Hora de contar uma segunda história, mais uma metáfora desse agosto esquisito: a do bandido que, apanhado em flagrante e cercado pelos sete lados, toma como reféns os moradores da casa que estava saqueando.

Todo mundo já viu filmes policiais e de ação que têm variações em torno desse tema. Em troca da vida dos reféns, o criminoso exige condições de fuga e asilo, digamos, na embaixada da Hungria. Não costuma acabar bem.

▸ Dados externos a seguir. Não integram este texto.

//! Kinesis Data Firehose delivery backend.
//!
//! Issues one `PutRecordBatch` call carrying exactly one record: the
//! invocation's full aggregation buffer. The delivery stream name is an
//! environment variable read at call time, never cached, so a stream
//! rename takes effect on the next invocation without a restart.

use async_trait::async_trait;
use aws_sdk_firehose::primitives::Blob;
use aws_sdk_firehose::types::Record;
use bytes::Bytes;

use logflume_core::error::{Error, Result};

use super::{DeliveryResponse, DeliverySink, RecordStatus};

/// Environment variable naming the delivery stream.
pub const DELIVERY_STREAM_ENV: &str = "LOGFLUME_DELIVERY_STREAM";

/// Optional endpoint override for Firehose-compatible local stacks.
pub const ENDPOINT_URL_ENV: &str = "LOGFLUME_FIREHOSE_ENDPOINT_URL";

/// Firehose-backed delivery sink.
#[derive(Debug, Clone)]
pub struct FirehoseSink {
    client: aws_sdk_firehose::Client,
}

impl FirehoseSink {
    /// Builds a sink from the ambient AWS environment.
    ///
    /// Region and credentials follow standard AWS resolution. Set
    /// [`ENDPOINT_URL_ENV`] to target a local Firehose-compatible
    /// endpoint.
    pub async fn from_env() -> Result<Self> {
        let cfg = aws_config::load_defaults(aws_config::BehaviorVersion::latest()).await;

        let mut builder = aws_sdk_firehose::config::Builder::from(&cfg);
        if let Ok(url) = std::env::var(ENDPOINT_URL_ENV) {
            builder = builder.endpoint_url(url);
        }

        Ok(Self {
            client: aws_sdk_firehose::Client::from_conf(builder.build()),
        })
    }

    /// Wraps an existing Firehose client.
    #[must_use]
    pub fn with_client(client: aws_sdk_firehose::Client) -> Self {
        Self { client }
    }

    fn stream_name() -> Result<String> {
        std::env::var(DELIVERY_STREAM_ENV)
            .map_err(|_| Error::config(format!("{DELIVERY_STREAM_ENV} is not set")))
    }
}

#[async_trait]
impl DeliverySink for FirehoseSink {
    async fn put_batch(&self, record: Bytes) -> Result<Option<DeliveryResponse>> {
        // Read at call time, per the delivery contract.
        let stream_name = Self::stream_name()?;

        let record = Record::builder()
            .data(Blob::new(record.to_vec()))
            .build()
            .map_err(|e| Error::delivery(format!("cannot build delivery record: {e}")))?;

        let output = self
            .client
            .put_record_batch()
            .delivery_stream_name(&stream_name)
            .records(record)
            .send()
            .await
            .map_err(|e| {
                Error::delivery_with_source(format!("put_record_batch to {stream_name} failed"), e)
            })?;

        let response = DeliveryResponse {
            failed_count: u32::try_from(output.failed_put_count()).unwrap_or(0),
            records: output
                .request_responses()
                .iter()
                .map(|entry| RecordStatus {
                    record_id: entry.record_id().map(str::to_string),
                    error_code: entry.error_code().map(str::to_string),
                    error_message: entry.error_message().map(str::to_string),
                })
                .collect(),
        };

        Ok(Some(response))
    }
}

Refém é uma palavra oriunda do árabe vulgar "rihan" (no árabe clássico é "rahn"), ou seja, penhor. Um dos itens da herança vocabular deixada no português e no espanhol pela longa ocupação muçulmana da península Ibérica, entre os séculos 8 e 15.

Outra palavra daquela safra é algoz, do árabe "al-gozz", carrasco. Para não ser o algoz do refém, o bandido exige a anistia de seus crimes.

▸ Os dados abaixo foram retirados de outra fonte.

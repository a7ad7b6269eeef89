//! logflume-ingest entry point.
//!
//! Adapts one storage-event notification into one pipeline invocation:
//! reads the notification JSON (file or stdin), wires the production
//! collaborators, runs the pipeline, and exits non-zero with the single
//! descriptive error on any failure.

#![forbid(unsafe_code)]
#![deny(rust_2018_idioms)]

use std::io::Read;
use std::path::PathBuf;
use std::sync::Arc;

use anyhow::{Context, Result};
use clap::Parser;
use tracing::info;

use logflume_core::event::InvocationBatch;
use logflume_core::observability::{init_logging, LogFormat};
use logflume_core::storage::ObjectStoreBackend;
use logflume_ingest::delivery::{DeliverySink, MemorySink};
use logflume_ingest::parser::AlbParser;
use logflume_ingest::pipeline::IngestPipeline;
use logflume_ingest::report::Reporter;

/// Parses compressed access-log objects and delivers one aggregated record.
#[derive(Debug, Parser)]
#[command(name = "logflume-ingest")]
#[command(about = "Parses compressed access-log objects and delivers one aggregated record")]
#[command(version)]
struct Args {
    /// Path to the storage-event notification JSON (stdin when omitted).
    #[arg(long, env = "LOGFLUME_EVENT_FILE")]
    event_file: Option<PathBuf>,

    /// Log output format.
    #[arg(long, env = "LOGFLUME_LOG_FORMAT", value_enum, default_value = "pretty")]
    log_format: LogFormatArg,

    /// Aggregate and report without calling the delivery service.
    #[arg(long)]
    dry_run: bool,
}

#[derive(Debug, Clone, Copy, PartialEq, Eq, clap::ValueEnum)]
enum LogFormatArg {
    Json,
    Pretty,
}

impl From<LogFormatArg> for LogFormat {
    fn from(value: LogFormatArg) -> Self {
        match value {
            LogFormatArg::Json => Self::Json,
            LogFormatArg::Pretty => Self::Pretty,
        }
    }
}

fn read_notification(args: &Args) -> Result<String> {
    match &args.event_file {
        Some(path) => std::fs::read_to_string(path)
            .with_context(|| format!("cannot read event file {}", path.display())),
        None => {
            let mut raw = String::new();
            std::io::stdin()
                .read_to_string(&mut raw)
                .context("cannot read event from stdin")?;
            Ok(raw)
        }
    }
}

#[cfg(feature = "firehose")]
async fn delivery_sink() -> Result<Arc<dyn DeliverySink>> {
    use logflume_ingest::delivery::FirehoseSink;
    Ok(Arc::new(FirehoseSink::from_env().await?))
}

#[cfg(not(feature = "firehose"))]
async fn delivery_sink() -> Result<Arc<dyn DeliverySink>> {
    anyhow::bail!("built without the 'firehose' feature; use --dry-run")
}

#[tokio::main]
async fn main() -> Result<()> {
    let args = Args::parse();
    init_logging(args.log_format.into());

    let raw = read_notification(&args)?;
    let batch = InvocationBatch::from_notification(&raw)?;
    info!(objects = batch.len(), "invocation triggered");

    let sink: Arc<dyn DeliverySink> = if args.dry_run {
        Arc::new(MemorySink::new())
    } else {
        delivery_sink().await?
    };

    let mut pipeline = IngestPipeline::new(
        Arc::new(ObjectStoreBackend::new()),
        Arc::new(AlbParser::new()),
        sink,
        Reporter::stdout(),
    );

    let outcome = pipeline.run(&batch).await?;
    info!(
        objects = outcome.objects,
        bytes = outcome.delivered_bytes,
        dry_run = args.dry_run,
        "invocation complete"
    );

    Ok(())
}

Às vésperas do bicentenário de sua independência política —um 7 de Setembro que deveria ser glorioso, mas que um presidente acuado e golpista encheu de maus agouros—, o Brasil é refém do vampiro que convidou a entrar.

E quem diz que sabe direitinho como essa história vai acabar está mentindo.

Falando sobre os signatários —mais de 700 mil— do manifesto pró-democracia que será lido no próximo dia 11 na Faculdade de Direito da USP, Bolsonaro disse: "Esse pessoal que assina esse manifesto é cara de pau, sem caráter, não vou falar outros adjetivos porque sou uma pessoa bastante educada".

Aí a história mistura terror e comédia, como no gênero híbrido "terrir". Sem algum alívio cômico vai ser mesmo difícil encarar o que vem por aí.